▶ [TASK TO CARRY OUT]: Check every line of the records below for the string "Mutex", then report only how many lines have it.

▶ [PROVIDED RECORDS]:
[Start of section]

use chrono::{DateTime, Utc};
use serde::{Deserialize, Serialize};

#[derive(Debug, Clone, Copy, PartialEq, Eq, Serialize, Deserialize)]
#[serde(rename_all = "lowercase")]
pub enum MessageRole {
    System,
    User,
    Assistant,
}

#[derive(Debug, Clone, PartialEq)]
pub struct ChatMessage {
    pub role: MessageRole,
    pub content: String,
    pub sent_at: DateTime<Utc>,
}

impl Default for ChatMessage {
    fn default() -> Self {
        Self {
            role: MessageRole::User,
            content: "".to_string(),
            sent_at: Utc::now(),
        }
    }
}

impl ChatMessage {
    pub fn system(content: impl Into<String>) -> Self {
        Self {
            role: MessageRole::System,
            content: content.into(),
            ..Default::default()
        }
    }

    pub fn user(content: impl Into<String>) -> Self {
        Self {
            role: MessageRole::User,
            content: content.into(),
            ..Default::default()
        }
    }

    pub fn assistant(content: impl Into<String>) -> Self {
        Self {
            role: MessageRole::Assistant,
            content: content.into(),
            ..Default::default()
        }
    }
}
pub struct TemplateVariables<'a> {
    reply: &'a str,
}

impl<'a> TemplateVariables<'a> {
    pub fn new(reply: &'a str) -> Self {
        Self { reply }
    }

    /// Helper to substitute template placeholders in a string.
    ///
    /// Substitution is a single pass, so braces inside the reply itself are
    /// never expanded.
    pub fn substitute_template(&self, s: &str) -> String {
        s.split("{reply}").collect::<Vec<_>>().join(self.reply)
    }
}
use std::{collections::HashMap, fmt::Display};

use async_trait::async_trait;
use tokio::sync::RwLock;

use super::message::ChatMessage;

/// Opaque key a client presents to find its conversation again.
#[derive(Debug, Clone, PartialEq, Eq, Hash)]
pub struct SessionId(String);

impl SessionId {
    pub fn new() -> Self {
        Self(uuid::Uuid::new_v4().to_string())
    }

    pub fn as_str(&self) -> &str {
        &self.0
    }
}

impl From<String> for SessionId {
    fn from(value: String) -> Self {
        Self(value)
    }
}

impl From<&str> for SessionId {
    fn from(value: &str) -> Self {
        Self(value.to_string())
    }
}

impl Display for SessionId {
    fn fmt(&self, f: &mut std::fmt::Formatter<'_>) -> std::fmt::Result {
        self.0.fmt(f)
    }
}

/// Per-session transcript storage.
///
/// Conversations only ever grow: messages are appended to the tail and the
/// whole sequence is dropped on [`ConversationStore::reset`]. There is no
/// per-session locking, so two requests racing on one session interleave
/// their appends.
#[async_trait]
pub trait ConversationStore: Send + Sync {
    /// Returns the stored sequence, or an empty one for unknown sessions.
    async fn get_or_create(&self, session: &SessionId) -> Vec<ChatMessage>;

    async fn append(&self, session: &SessionId, message: ChatMessage);

    /// Appends `message`, putting `seed` in front of it when the conversation
    /// is empty. Both happen under one write so a session is seeded at most once.
    /// Returns the message that was last before the call.
    async fn append_seeded(
        &self,
        session: &SessionId,
        seed: ChatMessage,
        message: ChatMessage,
    ) -> Option<ChatMessage>;

    async fn reset(&self, session: &SessionId);
}

#[derive(Default)]
pub struct MemoryStore {
    sessions: RwLock<HashMap<SessionId, Vec<ChatMessage>>>,
}

impl MemoryStore {
    pub fn new() -> Self {
        Self::default()
    }
}

#[async_trait]
impl ConversationStore for MemoryStore {
    async fn get_or_create(&self, session: &SessionId) -> Vec<ChatMessage> {
        let sessions = self.sessions.read().await;
        if let Some(messages) = sessions.get(session) {
            return messages.clone();
        }
        drop(sessions);

        self.sessions
            .write()
            .await
            .entry(session.clone())
            .or_default()
            .clone()
    }

    async fn append(&self, session: &SessionId, message: ChatMessage) {
        self.sessions
            .write()
            .await
            .entry(session.clone())
            .or_default()
            .push(message);
    }

    async fn append_seeded(
        &self,
        session: &SessionId,
        seed: ChatMessage,
        message: ChatMessage,
    ) -> Option<ChatMessage> {
        let mut sessions = self.sessions.write().await;
        let messages = sessions.entry(session.clone()).or_default();

        let previous = messages.last().cloned();
        if previous.is_none() {
            messages.push(seed);
        }
        messages.push(message);

        previous
    }

    async fn reset(&self, session: &SessionId) {
        if self.sessions.write().await.remove(session).is_some() {
            log::debug!("dropped conversation for session {session}");
        }
    }
}
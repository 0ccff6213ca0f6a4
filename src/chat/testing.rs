//! Test doubles shared by the engine and HTTP tests.

use std::{collections::VecDeque, sync::Mutex};

use async_trait::async_trait;

use crate::config::structure::{ChatGateConfigInner, LLMConfig, ProxyConfig};

use super::{
    attachment::{AttachmentError, TextExtractor},
    client::{ClientConfig, CompletionBackend, UpstreamError},
    context::ChatMessage,
};

#[derive(Debug, Clone)]
pub struct RecordedCall {
    pub client: ClientConfig,
    pub messages: Vec<ChatMessage>,
    pub max_tokens: u32,
}

/// Answers calls from a fixed script, in order, and records what it was sent.
pub struct ScriptedBackend {
    answers: Mutex<VecDeque<Result<String, UpstreamError>>>,
    calls: Mutex<Vec<RecordedCall>>,
}

impl ScriptedBackend {
    pub fn new(answers: impl IntoIterator<Item = Result<String, UpstreamError>>) -> Self {
        Self {
            answers: Mutex::new(answers.into_iter().collect()),
            calls: Mutex::new(vec![]),
        }
    }

    pub fn replies(answers: &[&str]) -> Self {
        Self::new(answers.iter().map(|a| Ok(a.to_string())))
    }

    pub fn calls(&self) -> Vec<RecordedCall> {
        self.calls.lock().unwrap().clone()
    }
}

#[async_trait]
impl CompletionBackend for ScriptedBackend {
    async fn complete(
        &self,
        client: &ClientConfig,
        messages: &[ChatMessage],
        max_tokens: u32,
    ) -> Result<String, UpstreamError> {
        self.calls.lock().unwrap().push(RecordedCall {
            client: client.clone(),
            messages: messages.to_vec(),
            max_tokens,
        });

        self.answers
            .lock()
            .unwrap()
            .pop_front()
            .unwrap_or_else(|| Err(UpstreamError::Transport("script exhausted".to_string())))
    }
}

pub struct StubExtractor {
    pages: Vec<String>,
}

impl StubExtractor {
    pub fn with_pages(pages: &[&str]) -> Self {
        Self {
            pages: pages.iter().map(|p| p.to_string()).collect(),
        }
    }
}

impl TextExtractor for StubExtractor {
    fn pages(&self, _document: &[u8]) -> Result<Vec<String>, AttachmentError> {
        Ok(self.pages.clone())
    }
}

pub fn test_config() -> ChatGateConfigInner {
    ChatGateConfigInner {
        llm: LLMConfig {
            api_key: "sk-test".to_string(),
            ..Default::default()
        },
        proxy: ProxyConfig {
            base_url: Some("https://proxy.example/v1".to_string()),
            header_value: Some("endpoint-7".to_string()),
        },
        ..Default::default()
    }
}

[End of section]

▶ [ANSWER]: 5